The Michigan Lobe of the continental glacier had been growing and receding since 70,000 BCE. The glacier had been static along the Valparaiso Moraine for many years before it again began to recede northward. Around 12,000 BCE the glacier began receding north of the Valparaiso Moraine. The melt waters began to form a lake between the southern front of the glacier and the moraine, which acted as a dam. The water collected until it found a low spot in the moraine, near modern Palos Hills, Illinois. Here, it topped the moraine and began cutting an outlet. At around 640 ft above sea level, it stopped cutting downward and a stable lake formed.

==Distribution==
The Glenwood beach is the highest of the Lake Chicago beaches. In the Wisconsin it lies close to the shore of Lake Michigan.
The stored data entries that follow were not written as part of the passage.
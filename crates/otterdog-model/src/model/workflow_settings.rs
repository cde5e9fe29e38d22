use otterdog_types::{Attr, FieldMap, Severity, ValidationContext, ValidationFailure};
use serde::{Deserialize, Serialize};
use serde_json::Value;

use crate::dict::{attr_from, put_attr};
use crate::diffing::diff_attr;
use crate::model::ModelObject;

/// Attributes shared by the org-level and repo-level workflow policy.
#[derive(Debug, Clone, Default, PartialEq, Serialize, Deserialize)]
pub struct WorkflowSettingsBase {
    pub default_workflow_permissions: Attr<String>,
    pub actions_can_approve_pull_request_reviews: Attr<bool>,
    pub allowed_actions: Attr<String>,
}

impl WorkflowSettingsBase {
    fn from_dict(value: &Value) -> Self {
        Self {
            default_workflow_permissions: attr_from(value, "default_workflow_permissions"),
            actions_can_approve_pull_request_reviews: attr_from(
                value,
                "actions_can_approve_pull_request_reviews",
            ),
            allowed_actions: attr_from(value, "allowed_actions"),
        }
    }

    fn put_into(&self, obj: &mut serde_json::Map<String, Value>) {
        put_attr(obj, "default_workflow_permissions", &self.default_workflow_permissions);
        put_attr(
            obj,
            "actions_can_approve_pull_request_reviews",
            &self.actions_can_approve_pull_request_reviews,
        );
        put_attr(obj, "allowed_actions", &self.allowed_actions);
    }

    fn diff_into(&self, other: &Self, diff: &mut FieldMap) {
        diff_attr(
            diff,
            "default_workflow_permissions",
            &self.default_workflow_permissions,
            &other.default_workflow_permissions,
        );
        diff_attr(
            diff,
            "actions_can_approve_pull_request_reviews",
            &self.actions_can_approve_pull_request_reviews,
            &other.actions_can_approve_pull_request_reviews,
        );
        diff_attr(diff, "allowed_actions", &self.allowed_actions, &other.allowed_actions);
    }
}

/// Org-wide workflow policy, the "Workflow policy (1)" child of Organization.
#[derive(Debug, Clone, Default, PartialEq, Serialize, Deserialize)]
pub struct OrgWorkflowSettings {
    pub base: WorkflowSettingsBase,
    pub enabled_repositories: Attr<String>,
}

impl OrgWorkflowSettings {
    pub fn from_declared(value: &Value) -> Self {
        Self {
            base: WorkflowSettingsBase::from_dict(value),
            enabled_repositories: attr_from(value, "enabled_repositories"),
        }
    }

    pub fn from_live(value: &Value) -> Self {
        Self::from_declared(value)
    }

    pub fn to_provider(&self) -> Value {
        let mut obj = serde_json::Map::new();
        self.base.put_into(&mut obj);
        put_attr(&mut obj, "enabled_repositories", &self.enabled_repositories);
        Value::Object(obj)
    }
}

impl ModelObject for OrgWorkflowSettings {
    fn model_object_name(&self) -> &'static str {
        "OrgWorkflowSettings"
    }

    fn get_difference_from(&self, other: &Self) -> FieldMap {
        let mut diff = FieldMap::new();
        self.base.diff_into(&other.base, &mut diff);
        diff_attr(
            &mut diff,
            "enabled_repositories",
            &self.enabled_repositories,
            &other.enabled_repositories,
        );
        diff
    }
}

/// Per-repo workflow policy. Carries the forced-update quirk (§4.4) and the
/// enabled-gated field masking (§4.1 supplement).
#[derive(Debug, Clone, Default, PartialEq, Serialize, Deserialize)]
pub struct RepositoryWorkflowSettings {
    pub base: WorkflowSettingsBase,
    pub enabled: Attr<bool>,
}

impl RepositoryWorkflowSettings {
    pub fn from_declared(value: &Value) -> Self {
        Self {
            base: WorkflowSettingsBase::from_dict(value),
            enabled: attr_from(value, "enabled"),
        }
    }

    pub fn from_live(value: &Value) -> Self {
        Self::from_declared(value)
    }

    pub fn to_provider(&self) -> Value {
        let mut obj = serde_json::Map::new();
        if matches!(self.enabled, Attr::Set(false)) {
            // Mirrors the reference implementation's payload shape: once
            // Actions is disabled for the repo, nothing else in the bundle
            // is meaningful to send.
            put_attr(&mut obj, "enabled", &self.enabled);
            return Value::Object(obj);
        }
        self.base.put_into(&mut obj);
        put_attr(&mut obj, "enabled", &self.enabled);
        Value::Object(obj)
    }

    /// §3 invariant 4 / §4.3 supplement: per-repo settings may only be more
    /// permissive than the org-level policy when the org allows it.
    pub fn validate(&self, context: &str, org: &OrgWorkflowSettings, ctx: &mut ValidationContext) {
        if let (Attr::Set(true), Attr::Set(org_enabled_repos)) =
            (&self.enabled, &org.enabled_repositories)
        {
            if org_enabled_repos == "none" {
                ctx.push(ValidationFailure {
                    severity: Severity::Error,
                    context: context.to_string(),
                    message: "repository enables Actions but the org policy is enabled_repositories=\"none\"".into(),
                });
            }
        }
        if let (Attr::Set(repo_perm), Attr::Set(org_perm)) = (
            &self.base.default_workflow_permissions,
            &org.base.default_workflow_permissions,
        ) {
            if repo_perm == "write" && org_perm == "read" {
                ctx.push(ValidationFailure {
                    severity: Severity::Error,
                    context: context.to_string(),
                    message: "repository requests default_workflow_permissions=\"write\" but the org fixes it to \"read\"".into(),
                });
            }
        }
    }
}

impl ModelObject for RepositoryWorkflowSettings {
    fn model_object_name(&self) -> &'static str {
        "RepositoryWorkflowSettings"
    }

    /// `enabled` always participates. Every other field only participates
    /// when the expected side has Actions enabled — once disabled, the rest
    /// of the bundle is unobservable.
    fn include_field_for_diff_computation(&self, field: &str) -> bool {
        if field == "enabled" {
            return true;
        }
        !matches!(self.enabled, Attr::Set(false))
    }

    fn get_difference_from(&self, other: &Self) -> FieldMap {
        let mut diff = FieldMap::new();
        if self.include_field_for_diff_computation("default_workflow_permissions") {
            self.base.diff_into(&other.base, &mut diff);
        }
        diff_attr(&mut diff, "enabled", &self.enabled, &other.enabled);
        // Forced-update rule: sending `allowed_actions` without `enabled`
        // fails validation on the provider side, so inject it even if the
        // expected and current `enabled` values agree.
        if diff.contains_key("allowed_actions") && !diff.contains_key("enabled") {
            if let (Attr::Set(e), Attr::Set(c)) = (&self.enabled, &other.enabled) {
                diff.insert(
                    "enabled",
                    otterdog_types::Change::new(serde_json::to_value(e).unwrap(), serde_json::to_value(c).unwrap()),
                );
            }
        }
        diff
    }
}

#[cfg(test)]
mod tests {
    use super::*;

    #[test]
    fn allowed_actions_change_forces_enabled_into_the_diff() {
        let expected = RepositoryWorkflowSettings {
            base: WorkflowSettingsBase {
                allowed_actions: Attr::Set("all".into()),
                ..Default::default()
            },
            enabled: Attr::Set(true),
        };
        let current = RepositoryWorkflowSettings {
            base: WorkflowSettingsBase {
                allowed_actions: Attr::Set("selected".into()),
                ..Default::default()
            },
            enabled: Attr::Set(true),
        };
        let diff = expected.get_difference_from(&current);
        assert!(diff.contains_key("allowed_actions"));
        assert!(diff.contains_key("enabled"));
        assert_eq!(diff["enabled"].expected, diff["enabled"].current);
    }

    #[test]
    fn disabling_actions_masks_the_rest_of_the_bundle() {
        let settings = RepositoryWorkflowSettings {
            enabled: Attr::Set(false),
            ..Default::default()
        };
        assert!(settings.include_field_for_diff_computation("enabled"));
        assert!(!settings.include_field_for_diff_computation("allowed_actions"));
    }

    #[test]
    fn org_none_conflicts_with_repo_level_enable() {
        let repo = RepositoryWorkflowSettings {
            enabled: Attr::Set(true),
            ..Default::default()
        };
        let org = OrgWorkflowSettings {
            enabled_repositories: Attr::Set("none".into()),
            ..Default::default()
        };
        let mut ctx = ValidationContext::new();
        repo.validate("repo[name=\"x\"]", &org, &mut ctx);
        assert_eq!(ctx.error_count(), 1);
    }
}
To the north, it has been destroyed by Lakes Nipissing and Algonquin and modern Lake Michigan. Southward into Illinois the remnants are broken, until the area of Winnetka. From here south, the beach is further inland a nearly continuous around the city of Chicago into Indiana. It is continuous through Chesterton and then north into Michigan, where it follows the west edge of Covert Ridge into Holland. The ridge is part of the Lake Border Moraine. The beach reaches back more than 2 mi from the modern shoreline while in other places, the modern lake as eroded the old beach shore. North of Holland it passes through the Grand and Muskegon valleys and can be from 6 mi to 20 mi from the lake. When the beach reaches10 mi north of the Muskegon River it returns to the shore of Lake Michigan.
North of this area, the beach ridge has been eroded away. Near Pentwater it remains several miles from modern shore. Around Ludington it is buried by a gravel plain.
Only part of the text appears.